Neither file_get_contents nor DOMDocument would parse and execute javascript for you. That’s why you harvest an empty resultset for

//*[@id="example"]/tbody/tr/td[1]

it is simply not existing in the resulting document.

answered Feb 14, 2015 at 19:02

Aleksei Matiushkin

121k12 gold badges109 silver badges173 bronze badges

Sign up to request clarification or add additional context in comments.

2 Comments

Kamran Ullah Over a year ago

mudasobwa, how can i get Product Name data? Is there any alternative ?

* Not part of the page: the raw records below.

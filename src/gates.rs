use crate::operator::Operator;
use crate::utils::{from_reals, from_tuples};
use crate::{Complex, Precision};
use num_traits::{One, Zero};

/// Hadamard gate.
pub fn hadamard<P: Precision>() -> Operator<P> {
    let mult = (P::one() / (P::one() + P::one())).sqrt();
    Operator::from_raw(1, from_reals(&[mult, mult, mult, -mult]))
}

/// Pauli X (NOT) gate.
pub fn pauli_x<P: Precision>() -> Operator<P> {
    let (z, o) = (P::zero(), P::one());
    Operator::from_raw(1, from_reals(&[z, o, o, z]))
}

/// Pauli Z gate.
pub fn pauli_z<P: Precision>() -> Operator<P> {
    let (z, o) = (P::zero(), P::one());
    Operator::from_raw(1, from_reals(&[o, z, z, -o]))
}

/// Controlled NOT, axis 0 is the control and axis 1 the target.
pub fn cnot<P: Precision>() -> Operator<P> {
    let (z, o) = (P::zero(), P::one());
    #[rustfmt::skip]
    let data = from_reals(&[
        o, z, z, z,
        z, o, z, z,
        z, z, z, o,
        z, z, o, z,
    ]);
    Operator::from_raw(2, data)
}

/// Applies a phase `e^{i theta}` to `|11>`. Symmetric in its two axes.
pub fn controlled_phase<P: Precision>(theta: P) -> Operator<P> {
    let mut data = vec![Complex::<P>::zero(); 16];
    data[0] = Complex::one();
    data[5] = Complex::one();
    data[10] = Complex::one();
    data[15] = Complex::from_polar(P::one(), theta);
    Operator::from_raw(2, data)
}

/// Controlled S: a phase of exactly `i` on `|11>`. Four applications give the identity.
pub fn cs<P: Precision>() -> Operator<P> {
    let (z, o) = (P::zero(), P::one());
    #[rustfmt::skip]
    let data = from_tuples(&[
        (o, z), (z, z), (z, z), (z, z),
        (z, z), (o, z), (z, z), (z, z),
        (z, z), (z, z), (o, z), (z, z),
        (z, z), (z, z), (z, z), (z, o),
    ]);
    Operator::from_raw(2, data)
}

Aleksei Matiushkin Over a year ago

@KamranUllah NodeJS and run coming javascript manually (but there might be other glitches as well.)

halfer · Accepted Answer · 2015-02-14 19:48:05Z

1

This site is dependent on JavaScript. If you open your Network developer tools (in Firefox and probably most other browsers) when the page loads, you'll see it generates four AJAX POST requests to the server. It is likely that each of these are dependent on the other, so it may not be trivial to scrape these.

Normally I recommend scraping AJAX GET requests, since there is (and should be) only one per data source, but this site is fetching content in a way that is wasteful of HTTP resources and in a way that is hard to scrape. Indeed, that may be the reason why the developers did it this way - they don't want other people to republish their information.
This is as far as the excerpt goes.